Extended Data Figure 10: IL2RG gene correction in CD34⁺ cells from the bone marrow of a genotyped subject with SCID-X1.

a, Blood cell counts in the peripheral blood and bone marrow of a SCID-X1 male child carrying the R289X mutation in the IL2RG gene (see Supplementary Information) and showing virtual absence of T and NK cells. Asterisks in the left-most table indicate values calculated within the leukocyte gate. b, Left: representative density plots showing the cellular composition of a bone marrow harvest from a healthy donor (top) and the subject with SCID-X1 (bottom) after purification of nucleated cells (bone-marrow-derived mononuclear cells, BMMCs). Myeloid cells are stained for CD15 and CD33, B cells for CD19, T cells for CD3 and NK cells for CD16. Right: γ-chain expression within the indicated cell populations gated from the plots shown on the left.
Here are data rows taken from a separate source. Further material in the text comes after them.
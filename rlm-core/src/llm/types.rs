//! LLM types for requests, responses, and model definitions.

use chrono::{DateTime, Utc};
use serde::{Deserialize, Serialize};
use std::collections::HashMap;

/// LLM provider.
#[derive(Debug, Clone, Copy, PartialEq, Eq, Hash, Serialize, Deserialize)]
#[serde(rename_all = "snake_case")]
#[non_exhaustive]
pub enum Provider {
    Anthropic,
    OpenAI,
    OpenRouter,
}

impl std::fmt::Display for Provider {
    fn fmt(&self, f: &mut std::fmt::Formatter<'_>) -> std::fmt::Result {
        match self {
            Self::Anthropic => write!(f, "anthropic"),
            Self::OpenAI => write!(f, "openai"),
            Self::OpenRouter => write!(f, "openrouter"),
        }
    }
}

/// Model tier for routing decisions.
#[derive(Debug, Clone, Copy, PartialEq, Eq, Hash, PartialOrd, Ord, Serialize, Deserialize)]
#[serde(rename_all = "snake_case")]
pub enum ModelTier {
    /// Most capable, highest cost (e.g., Claude Opus, GPT-4)
    Flagship = 0,
    /// Balanced capability and cost (e.g., Claude Sonnet, GPT-4o)
    Balanced = 1,
    /// Fast and cheap (e.g., Claude Haiku, GPT-4o-mini)
    Fast = 2,
}

/// Model definition with pricing and capabilities.
#[derive(Debug, Clone, Serialize, Deserialize)]
pub struct ModelSpec {
    /// Model identifier (e.g., "claude-3-5-sonnet-20241022")
    pub id: String,
    /// Human-readable name
    pub name: String,
    /// Provider
    pub provider: Provider,
    /// Tier classification
    pub tier: ModelTier,
    /// Maximum context window (tokens)
    pub context_window: u32,
    /// Maximum output tokens
    pub max_output: u32,
    /// Input cost per million tokens (USD)
    pub input_cost_per_m: f64,
    /// Output cost per million tokens (USD)
    pub output_cost_per_m: f64,
    /// Supports prompt caching
    pub supports_caching: bool,
    /// Supports vision/images
    pub supports_vision: bool,
    /// Supports tool use
    pub supports_tools: bool,
}

impl ModelSpec {
    /// Calculate cost for given token usage.
    pub fn calculate_cost(&self, input_tokens: u64, output_tokens: u64) -> f64 {
        let input_cost = (input_tokens as f64 / 1_000_000.0) * self.input_cost_per_m;
        let output_cost = (output_tokens as f64 / 1_000_000.0) * self.output_cost_per_m;
        input_cost + output_cost
    }
}

/// Well-known models.
impl ModelSpec {
    pub fn claude_opus() -> Self {
        Self {
            id: "claude-3-opus-20240229".to_string(),
            name: "Claude 3 Opus".to_string(),
            provider: Provider::Anthropic,
            tier: ModelTier::Flagship,
            context_window: 200_000,
            max_output: 4096,
            input_cost_per_m: 15.0,
            output_cost_per_m: 75.0,
            supports_caching: true,
            supports_vision: true,
            supports_tools: true,
        }
    }

    pub fn claude_sonnet() -> Self {
        Self {
            id: "claude-3-5-sonnet-20241022".to_string(),
            name: "Claude 3.5 Sonnet".to_string(),
            provider: Provider::Anthropic,
            tier: ModelTier::Balanced,
            context_window: 200_000,
            max_output: 8192,
            input_cost_per_m: 3.0,
            output_cost_per_m: 15.0,
            supports_caching: true,
            supports_vision: true,
            supports_tools: true,
        }
    }

    pub fn claude_haiku() -> Self {
        Self {
            id: "claude-3-5-haiku-20241022".to_string(),
            name: "Claude 3.5 Haiku".to_string(),
            provider: Provider::Anthropic,
            tier: ModelTier::Fast,
            context_window: 200_000,
            max_output: 8192,
            input_cost_per_m: 0.8,
            output_cost_per_m: 4.0,
            supports_caching: true,
            supports_vision: true,
            supports_tools: true,
        }
    }

    pub fn gpt4o() -> Self {
        Self {
            id: "gpt-4o".to_string(),
            name: "GPT-4o".to_string(),
            provider: Provider::OpenAI,
            tier: ModelTier::Balanced,
            context_window: 128_000,
            max_output: 16384,
            input_cost_per_m: 2.5,
            output_cost_per_m: 10.0,
            supports_caching: false,
            supports_vision: true,
            supports_tools: true,
        }
    }

    pub fn gpt4o_mini() -> Self {
        Self {
            id: "gpt-4o-mini".to_string(),
            name: "GPT-4o Mini".to_string(),
            provider: Provider::OpenAI,
            tier: ModelTier::Fast,
            context_window: 128_000,
            max_output: 16384,
            input_cost_per_m: 0.15,
            output_cost_per_m: 0.60,
            supports_caching: false,
            supports_vision: true,
            supports_tools: true,
        }
    }

}

/// Role in a conversation.
#[derive(Debug, Clone, Copy, PartialEq, Eq, Serialize, Deserialize)]
#[serde(rename_all = "snake_case")]
pub enum ChatRole {
    System,
    User,
    Assistant,
}

/// A message in a conversation.
#[derive(Debug, Clone, Serialize, Deserialize)]
pub struct ChatMessage {
    pub role: ChatRole,
    pub content: String,
    /// Cache control for prompt caching
    #[serde(skip_serializing_if = "Option::is_none")]
    pub cache_control: Option<CacheControl>,
}

impl ChatMessage {
    pub fn system(content: impl Into<String>) -> Self {
        Self {
            role: ChatRole::System,
            content: content.into(),
            cache_control: None,
        }
    }

    pub fn user(content: impl Into<String>) -> Self {
        Self {
            role: ChatRole::User,
            content: content.into(),
            cache_control: None,
        }
    }

    pub fn assistant(content: impl Into<String>) -> Self {
        Self {
            role: ChatRole::Assistant,
            content: content.into(),
            cache_control: None,
        }
    }

    /// Mark this message for caching.
    pub fn with_cache(mut self) -> Self {
        self.cache_control = Some(CacheControl::Ephemeral);
        self
    }
}

/// Cache control directive.
#[derive(Debug, Clone, Copy, PartialEq, Eq, Serialize, Deserialize)]
#[serde(rename_all = "snake_case")]
pub enum CacheControl {
    Ephemeral,
}

/// Completion request.
#[derive(Debug, Clone, Serialize, Deserialize)]
pub struct CompletionRequest {
    /// Model to use (overrides router decision if set)
    pub model: Option<String>,
    /// System prompt
    pub system: Option<String>,
    /// Conversation messages
    pub messages: Vec<ChatMessage>,
    /// Maximum tokens to generate
    pub max_tokens: Option<u32>,
    /// Temperature (0.0 - 1.0)
    pub temperature: Option<f64>,
    /// Stop sequences
    pub stop: Option<Vec<String>>,
    /// Enable prompt caching
    pub enable_caching: bool,
    /// Metadata for tracking
    pub metadata: Option<HashMap<String, String>>,
}

impl Default for CompletionRequest {
    fn default() -> Self {
        Self {
            model: None,
            system: None,
            messages: Vec::new(),
            max_tokens: None,
            temperature: None,
            stop: None,
            enable_caching: false,
            metadata: None,
        }
    }
}

impl CompletionRequest {
    pub fn new() -> Self {
        Self::default()
    }

    pub fn with_model(mut self, model: impl Into<String>) -> Self {
        self.model = Some(model.into());
        self
    }

    pub fn with_system(mut self, system: impl Into<String>) -> Self {
        self.system = Some(system.into());
        self
    }

    pub fn with_message(mut self, message: ChatMessage) -> Self {
        self.messages.push(message);
        self
    }

    pub fn with_messages(mut self, messages: Vec<ChatMessage>) -> Self {
        self.messages = messages;
        self
    }

    pub fn with_max_tokens(mut self, max_tokens: u32) -> Self {
        self.max_tokens = Some(max_tokens);
        self
    }

    pub fn with_temperature(mut self, temperature: f64) -> Self {
        self.temperature = Some(temperature.clamp(0.0, 1.0));
        self
    }

    pub fn with_caching(mut self, enable: bool) -> Self {
        self.enable_caching = enable;
        self
    }
}

/// Token usage statistics.
#[derive(Debug, Clone, Default, Serialize, Deserialize)]
pub struct TokenUsage {
    pub input_tokens: u64,
    pub output_tokens: u64,
    /// Tokens read from cache (if caching enabled)
    pub cache_read_tokens: Option<u64>,
    /// Tokens written to cache (if caching enabled)
    pub cache_creation_tokens: Option<u64>,
}

impl TokenUsage {
    pub fn total(&self) -> u64 {
        self.input_tokens + self.output_tokens
    }

    /// Calculate effective input tokens (accounting for cache)
    pub fn effective_input_tokens(&self) -> u64 {
        let cache_read = self.cache_read_tokens.unwrap_or(0);
        // Cache reads are typically 90% cheaper
        self.input_tokens - cache_read + (cache_read / 10)
    }
}

/// Completion response.
#[derive(Debug, Clone, Serialize, Deserialize)]
pub struct CompletionResponse {
    /// Response ID
    pub id: String,
    /// Model used
    pub model: String,
    /// Generated content
    pub content: String,
    /// Stop reason
    pub stop_reason: Option<StopReason>,
    /// Token usage
    pub usage: TokenUsage,
    /// Response timestamp
    pub timestamp: DateTime<Utc>,
    /// Cost in USD (if calculable)
    pub cost: Option<f64>,
}

/// Reason the model stopped generating.
#[derive(Debug, Clone, Copy, PartialEq, Eq, Serialize, Deserialize)]
#[serde(rename_all = "snake_case")]
pub enum StopReason {
    EndTurn,
    MaxTokens,
    StopSequence,
    ToolUse,
}

/// Embedding request.
#[derive(Debug, Clone, Serialize, Deserialize)]
pub struct EmbeddingRequest {
    /// Model to use
    pub model: Option<String>,
    /// Texts to embed
    pub texts: Vec<String>,
}

/// Embedding response.
#[derive(Debug, Clone, Serialize, Deserialize)]
pub struct EmbeddingResponse {
    /// Model used
    pub model: String,
    /// Embedding vectors
    pub embeddings: Vec<Vec<f32>>,
    /// Token usage
    pub usage: TokenUsage,
}

/// Cost tracking for a component or session.
#[derive(Debug, Clone, Default, Serialize, Deserialize)]
pub struct CostTracker {
    /// Total input tokens
    pub total_input_tokens: u64,
    /// Total output tokens
    pub total_output_tokens: u64,
    /// Total cache read tokens
    pub total_cache_read_tokens: u64,
    /// Total cache creation tokens
    pub total_cache_creation_tokens: u64,
    /// Total cost in USD
    pub total_cost: f64,
    /// Number of requests
    pub request_count: u64,
    /// Per-model breakdown
    pub by_model: HashMap<String, ModelCosts>,
    /// Costs from root-level (premium) model calls
    #[serde(default)]
    pub root_costs: TierCosts,
    /// Costs from recursive (budget) model calls
    #[serde(default)]
    pub recursive_costs: TierCosts,
}

/// Costs breakdown by model tier (for dual-model optimization).
#[derive(Debug, Clone, Default, Serialize, Deserialize)]
pub struct TierCosts {
    /// Input tokens used
    pub input_tokens: u64,
    /// Output tokens generated
    pub output_tokens: u64,
    /// Total cost in USD
    pub cost: f64,
    /// Number of requests
    pub request_count: u64,
}

/// Costs for a specific model.
#[derive(Debug, Clone, Default, Serialize, Deserialize)]
pub struct ModelCosts {
    pub input_tokens: u64,
    pub output_tokens: u64,
    pub cost: f64,
    pub request_count: u64,
}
As expected from the missense R289X mutation, the γ-chain protein is expressed on the cell surface but it is not functional, as indicated by the absence of T and NK cells in the patient. In Fig. 5 we show normal expression of the γ-chain protein in the myeloid cell progeny of three gene-corrected CFCs from the patient cells (gene correction was proven by evidence of targeted integration in the only IL2RG allele of this male individual in the clonal CFC progeny and by the expression of the fusion transcript bearing the corrective cDNA). These data indicate normal γ-chain expression from the reconstituted allele in the edited patient cells. c, Bright-field and fluorescence microscopy images of the three GFP⁺ myeloid colonies obtained after IL2RG gene correction of SCID-X1 cells.